Romania has 13 National Parks from which 12 are administrated by Romsilva. Including Domogled National Park, the biggest, with 62.000 hectars, which is also the most destroyed of them all according to Agent Green NGO and EuroNatur.
Thomas Waitz, member of the Agricultural, Pesticides and Petition Committee in European Parliament and a representative of Green Party Austria, has paid a visit to Romania in order to assess the situation of the protection of Romanian virgin forests and national parks, as a member of the European Parliament. Also, his visit aimed at shedding light on the gray areas of illegal logging. Thomas Waitz visited Domogled National Park last week in order to find out if allegations that natural heritage is being destroyed are true.
“We visited a part of the National Park which was managed by Romsilva and which clearly demonstrated violations of the existing Romanian and European law. For example, we have seen 5 to 8 meter wide tractor roads hit into the forest, but by the rules they should not be wider than 4 meters. Furthermore, we could witness that not only logs were transported but whole 30 to 35 meter long trees with branches. This is against the rules and causes great harm to the wayside; we noticed a lot of damage to the bark of the surrounding trees. The branches where not left in the forest but dumped next to the forest road in the valley. The log was done by a private logging company, Romsilva has not controled the logging but has committed the wrong doing of the loggers,” said Waitz.

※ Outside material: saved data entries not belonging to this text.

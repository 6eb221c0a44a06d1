//! Per-request web observations.

use serde::Deserialize;
use serde_json::Value;
use statrelay_metrics::{Counter, LabelSet, Metric, Summary};

use crate::dispatch::TypeCollector;
use crate::error::{CollectorError, CollectorResult};

pub const TYPE_NAME: &str = "web";

#[derive(Debug, Deserialize)]
struct Timings {
    total_duration: Option<f64>,
}

#[derive(Debug, Deserialize)]
struct WebRequest {
    #[serde(default)]
    status: Option<Value>,
    #[serde(default)]
    timings: Option<Timings>,
    #[serde(default)]
    default_labels: Option<LabelSet>,
    #[serde(default)]
    custom_labels: Option<LabelSet>,
}

#[derive(Debug)]
pub struct WebCollector {
    requests: Counter,
    durations: Summary,
}

impl Default for WebCollector {
    fn default() -> Self {
        Self::new()
    }
}

impl WebCollector {
    pub fn new() -> Self {
        Self {
            requests: Counter::new(
                "http_requests_total",
                "Total HTTP requests from web app.",
            ),
            durations: Summary::new(
                "http_request_duration_seconds",
                "Time spent in HTTP reqs in seconds.",
            ),
        }
    }
}

impl TypeCollector for WebCollector {
    fn type_name(&self) -> &str {
        TYPE_NAME
    }

    fn collect(&mut self, message: &Value) -> CollectorResult<()> {
        let request = WebRequest::deserialize(message)
            .map_err(|err| CollectorError::InvalidValue(err.to_string()))?;

        let base = request.default_labels.unwrap_or_default();
        let labels = match &request.custom_labels {
            Some(custom) => base.merged_with(custom),
            None => base,
        };

        let status = match request.status {
            Some(Value::String(s)) => s,
            Some(Value::Null) | None => "unknown".to_string(),
            Some(other) => other.to_string(),
        };
        self.requests
            .observe(&labels.clone().with("status", status), 1.0);

        if let Some(duration) = request.timings.and_then(|t| t.total_duration) {
            self.durations.observe(&labels, duration);
        }
        Ok(())
    }

    fn metrics(&mut self) -> Vec<Metric> {
        let mut metrics = Vec::new();
        if self.requests.series_count() > 0 {
            metrics.push(self.requests.clone().into());
        }
        if self.durations.series_count() > 0 {
            metrics.push(self.durations.clone().into());
        }
        metrics
    }
}
//! The `POST /send-metrics` ingestion path.
//!
//! hyper hands request bodies over in arbitrary pieces, but the wire
//! protocol needs chunk boundaries intact (one chunk is one message). So
//! ingestion connections bypass the router and are decoded here directly
//! with [`ChunkReader`]. Each decoded message goes to the collector in
//! arrival order; a bad message is counted and logged, and the rest of the
//! stream is still processed.

use std::net::SocketAddr;

use bytes::BytesMut;
use statrelay_protocol::{ChunkDecoder, ChunkReader, ProtocolError, RequestHead};
use tokio::io::{AsyncRead, AsyncReadExt, AsyncWrite, AsyncWriteExt};
use tracing::{debug, warn};

use crate::state::ServerState;

/// What happened on one ingestion connection.
#[derive(Debug, Default)]
pub struct IngestOutcome {
    pub messages: u64,
    pub bad_messages: u64,
    /// Status and description of the first message that failed.
    pub first_failure: Option<(u16, String)>,
    /// The stream could not be decoded past this point.
    pub framing_error: Option<ProtocolError>,
}

impl IngestOutcome {
    /// Status code and body of the final response.
    pub fn response(&self) -> (u16, String) {
        if let Some(err) = &self.framing_error {
            return (400, format!("Bad Request: {err}"));
        }
        match &self.first_failure {
            Some((status, reason)) => (*status, format!("Bad Metrics {reason}")),
            None => (200, "OK".to_string()),
        }
    }

    async fn process(&mut self, state: &ServerState, peer: SocketAddr, message: &[u8]) {
        self.messages += 1;
        state.stats.record_metric();
        if let Err(err) = state.collector.process(message).await {
            self.bad_messages += 1;
            state.stats.record_bad_metric();
            warn!(%peer, error = %err, "failed to process metric");
            if self.first_failure.is_none() {
                self.first_failure = Some((err.status_code(), err.to_string()));
            }
        }
    }
}

/// Consume an ingestion request whose head has been parsed, then write the
/// response and close.
///
/// `buffered` holds whatever was read past the head. A chunked body is
/// decoded message by message; a body with only `Content-Length` is one
/// message.
pub async fn serve_ingest<S>(
    state: &ServerState,
    head: &RequestHead,
    buffered: BytesMut,
    stream: S,
    peer: SocketAddr,
) -> std::io::Result<IngestOutcome>
where
    S: AsyncRead + AsyncWrite + Unpin,
{
    state.stats.record_session();
    let mut outcome = IngestOutcome::default();

    let mut stream = if head.is_chunked() {
        let decoder = ChunkDecoder::new(state.max_message_size);
        let mut reader = ChunkReader::with_buffer(stream, buffered, decoder);
        loop {
            match reader.next_message().await {
                Ok(Some(message)) => outcome.process(state, peer, &message).await,
                Ok(None) => break,
                Err(err) => {
                    warn!(%peer, error = %err, "dropping malformed metric stream");
                    outcome.framing_error = Some(err);
                    break;
                }
            }
        }
        reader.into_inner()
    } else {
        let mut stream = stream;
        match head.content_length() {
            Some(len) if len > state.max_message_size => {
                outcome.framing_error = Some(ProtocolError::ChunkTooLarge {
                    size: len,
                    limit: state.max_message_size,
                });
            }
            Some(len) => match read_body(&mut stream, buffered, len).await {
                Ok(body) => outcome.process(state, peer, &body).await,
                Err(err) => outcome.framing_error = Some(err),
            },
            None => {}
        }
        stream
    };

    debug!(
        %peer,
        messages = outcome.messages,
        bad = outcome.bad_messages,
        "metric session finished"
    );

    let (status, body) = outcome.response();
    write_response(&mut stream, status, &body).await?;
    let _ = stream.shutdown().await;
    Ok(outcome)
}

async fn read_body<S: AsyncRead + Unpin>(
    stream: &mut S,
    mut body: BytesMut,
    len: usize,
) -> Result<BytesMut, ProtocolError> {
    while body.len() < len {
        body.reserve(len - body.len());
        if stream.read_buf(&mut body).await? == 0 {
            return Err(ProtocolError::UnexpectedEof);
        }
    }
    body.truncate(len);
    Ok(body)
}

pub(crate) async fn write_response<W: AsyncWrite + Unpin>(
    stream: &mut W,
    status: u16,
    body: &str,
) -> std::io::Result<()> {
    let reason = match status {
        200 => "OK",
        400 => "Bad Request",
        404 => "Not Found",
        _ => "Internal Server Error",
    };
    let response = format!(
        "HTTP/1.1 {status} {reason}\r\n\
         Content-Type: text/plain; charset=utf-8\r\n\
         Content-Length: {}\r\n\
         Connection: close\r\n\
         \r\n\
         {body}",
        body.len()
    );
    stream.write_all(response.as_bytes()).await?;
    stream.flush().await
}

#[cfg(test)]
mod tests {
    use super::*;
    use std::sync::Arc;

    use bytes::BytesMut;
    use statrelay_collector::Collector;
    use statrelay_protocol::{encode_frame, request_head, TERMINATOR};
    use tokio::io::{duplex, AsyncReadExt, AsyncWriteExt};

    use crate::config::ServerConfig;

    fn peer() -> SocketAddr {
        "127.0.0.1:5000".parse().unwrap()
    }

    fn state() -> ServerState {
        ServerState::new(&ServerConfig::default(), Arc::new(Collector::new()))
    }

    /// Run one ingestion request through an in-memory pipe and return the
    /// outcome and the raw response.
    async fn ingest(state: &ServerState, request: Vec<u8>) -> (IngestOutcome, String) {
        let (head, head_len) = RequestHead::parse(&request).unwrap().unwrap();
        let buffered = BytesMut::from(&request[head_len..]);

        let (server_io, mut client_io) = duplex(64 * 1024);
        client_io.shutdown().await.unwrap();
        let outcome = serve_ingest(state, &head, buffered, server_io, peer())
            .await
            .unwrap();

        let mut response = String::new();
        client_io.read_to_string(&mut response).await.unwrap();
        (outcome, response)
    }

    fn chunked(messages: &[&str]) -> Vec<u8> {
        let mut buf = BytesMut::from(request_head("localhost").as_bytes());
        for m in messages {
            encode_frame(m.as_bytes(), &mut buf);
        }
        buf.extend_from_slice(TERMINATOR);
        buf.to_vec()
    }

    #[tokio::test]
    async fn every_message_is_processed() {
        let state = state();
        let (outcome, response) = ingest(
            &state,
            chunked(&[
                r#"{"type":"counter","name":"a_total","help":"a","value":1}"#,
                r#"{"type":"counter","name":"a_total","help":"a","value":2}"#,
            ]),
        )
        .await;

        assert_eq!(outcome.messages, 2);
        assert!(response.starts_with("HTTP/1.1 200 OK\r\n"));
        assert!(response.ends_with("\r\n\r\nOK"));
        assert_eq!(state.stats.sessions_total(), 1);
        assert_eq!(state.stats.metrics_total(), 2);

        let text = state.render_metrics().await;
        assert!(text.contains("a_total 3\n"));
    }

    #[tokio::test]
    async fn bad_message_does_not_stop_the_stream() {
        let state = state();
        let (outcome, response) = ingest(
            &state,
            chunked(&[
                r#"{"type":"gauge","name":"g","help":"g","value":1}"#,
                "not json",
                r#"{"type":"gauge","name":"g","help":"g","value":7}"#,
            ]),
        )
        .await;

        assert_eq!(outcome.messages, 3);
        assert_eq!(outcome.bad_messages, 1);
        assert!(response.starts_with("HTTP/1.1 400 Bad Request\r\n"));
        assert!(response.contains("Bad Metrics"));
        assert_eq!(state.stats.bad_metrics_total(), 1);
        assert!(state.render_metrics().await.contains("\ng 7\n"));
    }

    #[tokio::test]
    async fn broken_framing_is_rejected() {
        let state = state();
        let mut request = request_head("localhost").into_bytes();
        request.extend_from_slice(b"zz\r\nabc\r\n");
        let (outcome, response) = ingest(&state, request).await;
        assert!(matches!(
            outcome.framing_error,
            Some(ProtocolError::InvalidChunkSize(_))
        ));
        assert!(response.starts_with("HTTP/1.1 400 Bad Request\r\n"));
    }

    #[tokio::test]
    async fn content_length_body_is_one_message() {
        let state = state();
        let body = r#"{"type":"gauge","name":"temp","help":"t","value":21.5}"#;
        let request = format!(
            "POST /send-metrics HTTP/1.1\r\nContent-Length: {}\r\n\r\n{body}",
            body.len()
        );
        let (outcome, response) = ingest(&state, request.into_bytes()).await;
        assert_eq!(outcome.messages, 1);
        assert!(response.starts_with("HTTP/1.1 200 OK\r\n"));
        assert!(state.render_metrics().await.contains("temp 21.5\n"));
    }

    #[tokio::test]
    async fn truncated_content_length_body_is_rejected() {
        let state = state();
        let request = b"POST /send-metrics HTTP/1.1\r\nContent-Length: 50\r\n\r\n{\"type\"".to_vec();
        let (outcome, _) = ingest(&state, request).await;
        assert!(matches!(outcome.framing_error, Some(ProtocolError::UnexpectedEof)));
        assert_eq!(outcome.messages, 0);
    }
}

Romsilva managers, who met with the official admitted that situations like the one witnessed by Thomas Waitz and his team mean a loss of control and that timber companies must be more closely controlled by the National Park/ Romsilva but also by the Ministry. In case of violations, penalties must follow.
Furthermore, Thomas Waitz visited parts of the national park which lie in the so called buffer zones, next to the Unesco world heritage site, and which are also exploited economically.
“What I saw was intensive forest management, professionally done. This would be a sustainable way of doing intensive forestry if we forgot that we were seeing this in a national park! The so-called <
> of the National park management means that their goal is not to protect biodiversity or to protect the forest but to ensure that it is possible to make ongoing profit out of the forest – now and in the future. Otherwise, they would not cut up to 400 year old beech trees in order to have >, as one of the Romsilva people claimed,” explained Waitz.
The main points of criticsm:
- According to The International Union for Conservation of Nature, on the national park rules topic, a minimum of 75% of a national park area must be under strict protection. In Domogled only 50% of the area is protected and half of this protected area is rocks or pasture above the tree line.
- In the buffer zones, Romsilva’s goal is not protecting the forests of high conservation values but rather in making profit.
- How can it be that Romsilva does “normal forest management” in the national park and that this is still allowed?
- New big tractor forest roads are built to even explore bigger parts of still untouched forests instead of enlarging the protected areas.
Thomas Waitz’s demands:
- The remaining area of the National Park –at least 75% – must be protected immediately.
- All activities in the National Park must be adapted to European legislation and comply with the Natura 2000 guidelines.
- Romsilva and the Ministry have to formulate and control clear guidelines for companies engaged in economic activities in the forest.
- Severe penalties have to be imposed on those who do not abide by applicable law and exploit the forest.
According to an investigation made by Agent Green NGO and EuroNatur, part of an international campaign called Save Paradise Forests, “almost all national parks in Romania fail to meet international conservation criteria, which are supposed to prioritise conservation objectives within management plans and forbid industrial exploitation of resources. Large areas of forests within Romanian national parks are simply commercial logging sites, which do not differ from industrially logged forest zones outside the protected areas. Logging is happening with approval of the national park administrations and with full sanction of the Romanian Government.”